◆ Problem to work on: Using the records provided below, locate and copy each line that contains the word "DefaultObliviousMap".

◆ Materials provided:
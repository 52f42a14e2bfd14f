// Copyright (c) Meta Platforms, Inc. and affiliates.
//
// This source code is dual-licensed under either the MIT license found in the
// LICENSE-MIT file in the root directory of this source tree or the Apache
// License, Version 2.0 found in the LICENSE-APACHE file in the root directory
// of this source tree. You may select, at your option, one of the above-listed licenses.

//! An oblivious ordered map.
//!
//! The map is an AVL tree whose nodes live in an encrypted Path ORAM. Every
//! `insert`, `delete` and `find` walks a fixed number of tree levels, evaluates
//! every rebalancing case with constant-time selection, and performs a number of
//! ORAM path accesses that depends only on the capacity the map was created with.
//!
//! ```
//! use omap::{Bid, DefaultObliviousMap};
//! use rand::{rngs::StdRng, SeedableRng};
//!
//! let mut rng = StdRng::seed_from_u64(0);
//! let mut map = DefaultObliviousMap::new(64, &[7u8; 16], &mut rng).unwrap();
//! map.insert(Bid::from(3u64), [1u8; 16], &mut rng).unwrap();
//! assert_eq!(map.find(Bid::from(3u64), &mut rng).unwrap(), Some([1u8; 16]));
//! ```

#![warn(clippy::cargo, clippy::doc_markdown, missing_docs, rustdoc::all)]

use std::num::TryFromIntError;
use thiserror::Error;

pub mod avl;
pub mod bid;
pub mod bucket;
pub mod bucket_store;
pub mod bulk_load;
pub mod crypto;
pub(crate) mod ct;
pub(crate) mod node_cache;
pub mod node;
pub mod path_oram;
pub(crate) mod stash;
pub(crate) mod utils;

#[cfg(test)]
mod test_utils;

pub use crate::avl::{DefaultObliviousMap, ObliviousMap};
pub use crate::bid::Bid;
pub use crate::bucket_store::{BucketStore, CountAccessesBucketStore, MemoryBucketStore};
pub use crate::bulk_load::InitialLayout;
pub use crate::crypto::SecretKey;
pub use crate::node::Node;
pub use crate::path_oram::{DEFAULT_BLOCKS_PER_BUCKET, DEFAULT_STASH_OVERFLOW_SIZE};

/// The number of blocks held by a single bucket ("Z" in the Path ORAM literature).
pub type BucketSize = usize;
/// Numbers of blocks held by the stash.
pub type StashSize = u64;
/// A leaf of the bucket tree, numbered from 0 to `leaf_count - 1`. This is the "position" of a block.
pub type Leaf = u64;
/// A bucket of the bucket tree, numbered in heap order: the root is 1 and the children of `i` are `2i` and `2i + 1`.
pub type TreeIndex = u64;
/// The height of the bucket tree (a tree with a single bucket has height 0).
pub type TreeHeight = u64;

/// The size in bytes of a stored value.
pub const VALUE_SIZE: usize = 16;
/// A fixed-size value stored in the map.
pub type Value = [u8; VALUE_SIZE];

#[derive(Error, Debug)]
/// Errors returned by the map and its storage layers.
pub enum OmapError {
    /// Arithmetic conversion error.
    #[error("Arithmetic conversion error")]
    IntegerConversionError(#[from] TryFromIntError),
    /// The requested parameters cannot be used to build a map.
    #[error("Invalid configuration")]
    InvalidConfigurationError,
    /// The zero identifier is reserved as the absent sentinel.
    #[error("The zero key is reserved and cannot be stored")]
    InvalidKeyError,
    /// The same key appeared twice in a bulk load.
    #[error("Duplicate key in initial pairs")]
    DuplicateKeyError,
    /// The map already holds as many keys as it was created for.
    #[error("Capacity of {0} entries exceeded")]
    CapacityExceededError(u64),
    /// The stash could not hold every block that did not fit in the tree.
    #[error("Stash overflowed its bound of {0} blocks")]
    StashOverflowError(StashSize),
    /// The node cache and the ORAM both claimed to hold the same node.
    #[error("Node cache and ORAM disagree about a node")]
    CacheInconsistencyError,
    /// A child pointer led to a position that does not hold the child.
    #[error("A tree pointer does not resolve to a stored node")]
    MissingNodeError,
    /// A bucket failed to encrypt, decrypt or authenticate.
    #[error("Bucket encryption or authentication failure")]
    CryptoError,
    /// A bucket index or ciphertext did not match the store layout.
    #[error("Bucket index or size does not match the store layout")]
    BucketIndexError,
    /// An earlier fatal error disabled this instance.
    #[error("The map was disabled by an earlier fatal error")]
    PoisonedError,
}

◆ Exercise output:
//! use omap::{Bid, DefaultObliviousMap};
//! let mut map = DefaultObliviousMap::new(64, &[7u8; 16], &mut rng).unwrap();
pub use crate::avl::{DefaultObliviousMap, ObliviousMap};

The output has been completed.